Dataset entries
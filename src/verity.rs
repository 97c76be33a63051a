// src/verity.rs

//! Integrity binding of filesystem images
//!
//! A dm-verity hash tree is appended to the image in place, right after its
//! last data byte. The root hash, salt and the offset at which the tree
//! starts are carried as annotations on the content-layer descriptor, which
//! together with the blob is everything a verifier needs.

use crate::config::Settings;
use crate::error::{Error, Result};
use crate::exec::CommandRunner;
use crate::oci::media_types;
use std::collections::BTreeMap;
use std::fs;
use std::path::{Path, PathBuf};
use tracing::info;

/// Verification parameters of an integrity-bound image
#[derive(Debug, Clone, PartialEq, Eq)]
pub struct VerityInfo {
    pub root_hash: String,
    /// Absent on packages produced before the salt was recorded
    pub salt: Option<String>,
    pub hash_offset: u64,
}

impl VerityInfo {
    /// Read verity parameters from layer annotations
    ///
    /// Returns `None` unless both root hash and a numeric offset are present.
    pub fn from_annotations(annotations: &BTreeMap<String, String>) -> Option<Self> {
        let root_hash = annotations.get(media_types::ANNOTATION_ROOT_HASH)?;
        let hash_offset = annotations
            .get(media_types::ANNOTATION_HASH_OFFSET)?
            .trim()
            .parse()
            .ok()?;

        Some(Self {
            root_hash: root_hash.clone(),
            salt: annotations.get(media_types::ANNOTATION_SALT).cloned(),
            hash_offset,
        })
    }

    /// Annotations describing this binding
    pub fn to_annotations(&self) -> BTreeMap<String, String> {
        let mut annotations = BTreeMap::new();
        annotations.insert(
            media_types::ANNOTATION_ROOT_HASH.to_string(),
            self.root_hash.clone(),
        );
        annotations.insert(
            media_types::ANNOTATION_HASH_OFFSET.to_string(),
            self.hash_offset.to_string(),
        );
        if let Some(salt) = &self.salt {
            annotations.insert(media_types::ANNOTATION_SALT.to_string(), salt.clone());
        }
        annotations
    }
}

/// Extract root hash and salt from `veritysetup format` output
pub fn parse_format_output(output: &str) -> Result<(String, String)> {
    let field = |label: &str| {
        output.lines().find_map(|line| {
            let (key, value) = line.split_once(':')?;
            let value = value.trim();
            (key.trim() == label && !value.is_empty()).then(|| value.to_string())
        })
    };

    let root_hash = field("Root hash").ok_or(Error::IntegrityToolOutputMissing("root hash"))?;
    let salt = field("Salt").ok_or(Error::IntegrityToolOutputMissing("salt"))?;
    Ok((root_hash, salt))
}

/// Appends hash trees with `veritysetup`
#[derive(Debug, Clone)]
pub struct VerityTool {
    program: PathBuf,
}

impl VerityTool {
    pub fn new(settings: &Settings) -> Self {
        Self {
            program: settings.veritysetup.clone(),
        }
    }

    /// Append a hash tree to `image` and return its verification parameters
    ///
    /// The image is modified in place; the offset recorded is the image size
    /// before the tree was appended.
    pub fn bind(&self, runner: &dyn CommandRunner, image: &Path) -> Result<VerityInfo> {
        let hash_offset = fs::metadata(image)?.len();
        let image_arg = image.to_string_lossy();
        let offset_arg = format!("--hash-offset={}", hash_offset);

        let output = runner.run(
            &self.program.to_string_lossy(),
            &["format", &image_arg, &image_arg, &offset_arg],
        )?;
        let (root_hash, salt) = parse_format_output(&output)?;

        info!(
            "Bound {} with root hash {} at offset {}",
            image.display(),
            root_hash,
            hash_offset
        );

        Ok(VerityInfo {
            root_hash,
            salt: Some(salt),
            hash_offset,
        })
    }
}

- [REQUIRED WORK] Every entry must be output again, exactly as written above.

- [RESPONSE TO THIS TASK]
filename src/verity.rs
repository 97c76be33a63051a
// src/verity.rs

//! Integrity binding of filesystem images
//!
//! A dm-verity hash tree is appended to the image in place, right after its
//! last data byte. The root hash, salt and the offset at which the tree
//! starts are carried as annotations on the content-layer descriptor, which
//! together with the blob is everything a verifier needs.

use crate::config::Settings;
use crate::error::{Error, Result};
use crate::exec::CommandRunner;
use crate::oci::media_types;
use std::collections::BTreeMap;
use std::fs;
use std::path::{Path, PathBuf};
use tracing::info;

/// Verification parameters of an integrity-bound image
#[derive(Debug, Clone, PartialEq, Eq)]
pub struct VerityInfo {
    pub root_hash: String,
    /// Absent on packages produced before the salt was recorded
    pub salt: Option<String>,
    pub hash_offset: u64,
}

impl VerityInfo {
    /// Read verity parameters from layer annotations
    ///
    /// Returns `None` unless both root hash and a numeric offset are present.
    pub fn from_annotations(annotations: &BTreeMap<String, String>) -> Option<Self> {
        let root_hash = annotations.get(media_types::ANNOTATION_ROOT_HASH)?;
        let hash_offset = annotations
            .get(media_types::ANNOTATION_HASH_OFFSET)?
            .trim()
            .parse()
            .ok()?;

        Some(Self {
            root_hash: root_hash.clone(),
            salt: annotations.get(media_types::ANNOTATION_SALT).cloned(),
            hash_offset,
        })
    }

    /// Annotations describing this binding
    pub fn to_annotations(&self) -> BTreeMap<String, String> {
        let mut annotations = BTreeMap::new();
        annotations.insert(
            media_types::ANNOTATION_ROOT_HASH.to_string(),
            self.root_hash.clone(),
        );
        annotations.insert(
            media_types::ANNOTATION_HASH_OFFSET.to_string(),
            self.hash_offset.to_string(),
        );
        if let Some(salt) = &self.salt {
            annotations.insert(media_types::ANNOTATION_SALT.to_string(), salt.clone());
        }
        annotations
    }
}

/// Extract root hash and salt from `veritysetup format` output
pub fn parse_format_output(output: &str) -> Result<(String, String)> {
    let field = |label: &str| {
        output.lines().find_map(|line| {
            let (key, value) = line.split_once(':')?;
            let value = value.trim();
            (key.trim() == label && !value.is_empty()).then(|| value.to_string())
        })
    };

    let root_hash = field("Root hash").ok_or(Error::IntegrityToolOutputMissing("root hash"))?;
    let salt = field("Salt").ok_or(Error::IntegrityToolOutputMissing("salt"))?;
    Ok((root_hash, salt))
}

/// Appends hash trees with `veritysetup`
#[derive(Debug, Clone)]
pub struct VerityTool {
    program: PathBuf,
}

impl VerityTool {
    pub fn new(settings: &Settings) -> Self {
        Self {
            program: settings.veritysetup.clone(),
        }
    }

    /// Append a hash tree to `image` and return its verification parameters
    ///
    /// The image is modified in place; the offset recorded is the image size
    /// before the tree was appended.
    pub fn bind(&self, runner: &dyn CommandRunner, image: &Path) -> Result<VerityInfo> {
        let hash_offset = fs::metadata(image)?.len();
        let image_arg = image.to_string_lossy();
        let offset_arg = format!("--hash-offset={}", hash_offset);

        let output = runner.run(
            &self.program.to_string_lossy(),
            &["format", &image_arg, &image_arg, &offset_arg],
        )?;
        let (root_hash, salt) = parse_format_output(&output)?;

        info!(
            "Bound {} with root hash {} at offset {}",
            image.display(),
            root_hash,
            hash_offset
        );

        Ok(VerityInfo {
            root_hash,
            salt: Some(salt),
            hash_offset,
        })
    }
}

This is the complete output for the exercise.